2011: Siren Songs, Top Tales, and Farewell to the Mavericks

2011: Siren Songs, Top Tales, and Farewell to the Mavericks

A bumper year for female music-makers and literary film adaptations. But loss, too

Joan as Police Woman's Joan Wasser: aural shagpileThatcher Keats

We have, thankfully, long since moved beyond the point where there's any need to delineate or categorise works of art according to gender. However, looking back at 2011 it's hard to escape the conclusion that the most compelling music emerged from the mouths and minds of women.

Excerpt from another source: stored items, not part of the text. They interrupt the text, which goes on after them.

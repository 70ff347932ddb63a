use glam::Vec3;

use crate::signal::Signal;

/// World "up" used to derive the camera's right vector.
pub const WORLD_UP: Vec3 = Vec3::Y;

/// Lowest pitch callers may assign: looking level across the map.
pub const MIN_PITCH: f32 = 0.0;
/// Highest pitch callers may assign: looking straight down.
pub const MAX_PITCH: f32 = std::f32::consts::FRAC_PI_2;

/// Isometric camera: heading, tilt, zoom and a world position.
///
/// `position.x` / `position.y` are grid coordinates in tiles (the point the
/// camera is centred on); `position.z` is carried along but unused by the
/// projection.
///
/// Every field is published through a [`Signal`] so overlays can follow the
/// camera without polling. Mutating yaw or pitch recomputes `forward` and
/// `right` and publishes them first, then the angle itself, so a yaw or
/// pitch listener always fires after the matching basis is out.
///
/// The camera never clamps pitch itself; callers keep it inside
/// [`MIN_PITCH`]`..=`[`MAX_PITCH`].
pub struct Camera {
    position: Signal<Vec3>,
    yaw: Signal<f32>,
    pitch: Signal<f32>,
    zoom: Signal<f32>,
    forward: Signal<Vec3>,
    right: Signal<Vec3>,
}

impl Camera {
    pub fn new(position: Vec3, yaw: f32, pitch: f32) -> Self {
        let (forward, right) = basis(yaw, pitch);
        Self {
            position: Signal::new(position),
            yaw: Signal::new(yaw),
            pitch: Signal::new(pitch),
            zoom: Signal::new(1.0),
            forward: Signal::new(forward),
            right: Signal::new(right),
        }
    }

    // ── Accessors ──────────────────────────────────────────────────────────

    pub fn position(&self) -> Vec3 { self.position.get() }
    pub fn yaw(&self) -> f32 { self.yaw.get() }
    pub fn pitch(&self) -> f32 { self.pitch.get() }
    pub fn zoom(&self) -> f32 { self.zoom.get() }
    pub fn forward(&self) -> Vec3 { self.forward.get() }
    pub fn right(&self) -> Vec3 { self.right.get() }

    // ── Observables ────────────────────────────────────────────────────────

    pub fn position_signal(&self) -> &Signal<Vec3> { &self.position }
    pub fn yaw_signal(&self) -> &Signal<f32> { &self.yaw }
    pub fn pitch_signal(&self) -> &Signal<f32> { &self.pitch }
    pub fn zoom_signal(&self) -> &Signal<f32> { &self.zoom }
    pub fn forward_signal(&self) -> &Signal<Vec3> { &self.forward }
    pub fn right_signal(&self) -> &Signal<Vec3> { &self.right }

    // ── Mutation ───────────────────────────────────────────────────────────

    /// Translate in world space. Camera-relative movement is the caller's job
    /// (pre-multiply by `forward` / `right`).
    pub fn move_by(&mut self, dx: f32, dy: f32, dz: f32) {
        let p = self.position.get() + Vec3::new(dx, dy, dz);
        self.position.set(p);
    }

    pub fn set_position(&mut self, position: Vec3) {
        self.position.set(position);
    }

    pub fn rotate(&mut self, d_yaw: f32) {
        let yaw = self.yaw.get() + d_yaw;
        self.set_yaw(yaw);
    }

    pub fn set_yaw(&mut self, yaw: f32) {
        self.publish_basis(yaw, self.pitch.get());
        self.yaw.set(yaw);
    }

    /// Assign pitch as-is. See the type docs for the caller-side clamp.
    pub fn set_pitch(&mut self, pitch: f32) {
        self.publish_basis(self.yaw.get(), pitch);
        self.pitch.set(pitch);
    }

    pub fn set_zoom(&mut self, zoom: f32) {
        self.zoom.set(zoom);
    }

    fn publish_basis(&mut self, yaw: f32, pitch: f32) {
        let (forward, right) = basis(yaw, pitch);
        self.forward.set(forward);
        self.right.set(right);
    }
}

impl Default for Camera {
    fn default() -> Self {
        Self::new(Vec3::ZERO, 0.0, 0.0)
    }
}

/// Forward and right vectors for a heading/tilt pair.
///
/// ```text
/// forward = (cos p · sin y, sin p, cos p · cos y)
/// right   = normalize(WORLD_UP × forward)
/// ```
/// Looking straight down makes the cross product vanish; `right` then takes
/// its limit `(cos y, 0, -sin y)`.
pub fn basis(yaw: f32, pitch: f32) -> (Vec3, Vec3) {
    let (sin_y, cos_y) = yaw.sin_cos();
    let (sin_p, cos_p) = pitch.sin_cos();
    let forward = Vec3::new(cos_p * sin_y, sin_p, cos_p * cos_y);
    let horizontal = WORLD_UP.cross(forward);
    // f32 cos(π/2) is a tiny negative number, which would flip the sign.
    let right = if horizontal.length_squared() > 1e-10 {
        horizontal.normalize()
    } else {
        Vec3::new(cos_y, 0.0, -sin_y)
    };
    (forward, right)
}

// ── Tests ─────────────────────────────────────────────────────────────────────
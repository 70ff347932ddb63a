use image::RgbaImage;

use super::batch::TileBatch;
use super::utils::Viewport;

/// Anything that can put a [`TileBatch`] on a surface.
///
/// Culling, projection and sorting are backend-agnostic; a backend only has
/// to accept the atlas once and then one batch per frame. Implementations
/// blend with `src-alpha, one-minus-src-alpha`.
pub trait DrawBackend {
    /// Backend-side handle to the uploaded atlas.
    type Texture;
    type Error: std::fmt::Display;

    /// Upload the atlas bitmap. Called before the first frame and again
    /// whenever the atlas is rebuilt.
    fn create_atlas_texture(&mut self, image: &RgbaImage) -> Result<Self::Texture, Self::Error>;

    /// Clear the target and draw the whole batch with a single draw call.
    fn submit_batch(&mut self, batch: &TileBatch, atlas: &Self::Texture) -> Result<(), Self::Error>;

    /// Current drawable size.
    fn viewport(&self) -> Viewport;
}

Mara Carlyle’s Floreat is simply a triumph. Her songs depart from points as varied as John Dowland and Hot Chip to encompass music hall, jazz, classical and peppy electronic pop, all strung together to create something unified and entirely her own. There’s nothing clever-clever about any of it, and while at times deeply moving it's full of playfulness and real joie de vivre.

It was an annus horribilis for anyone with a soft spot for inspirational and influential Scottish folk mavericks

Laura Marling’s third album, A Creature I Don’t Know, makes good on every promise her music made previously, while Malian singer-songwriter Fatoumata Diawara arrived with the irresistibly sun-struck Fatou, a mighty fine piece of work in any language. And the fact that it was released at the very start of the year is no reason to overlook Joan As Police Woman’s The Deep Field, a wonderful, slightly loopy record that has lasted the distance. It’s as thick, warm (and occasionally as cheesy) as shagpile, luxuriating in its lush Seventies soul textures.  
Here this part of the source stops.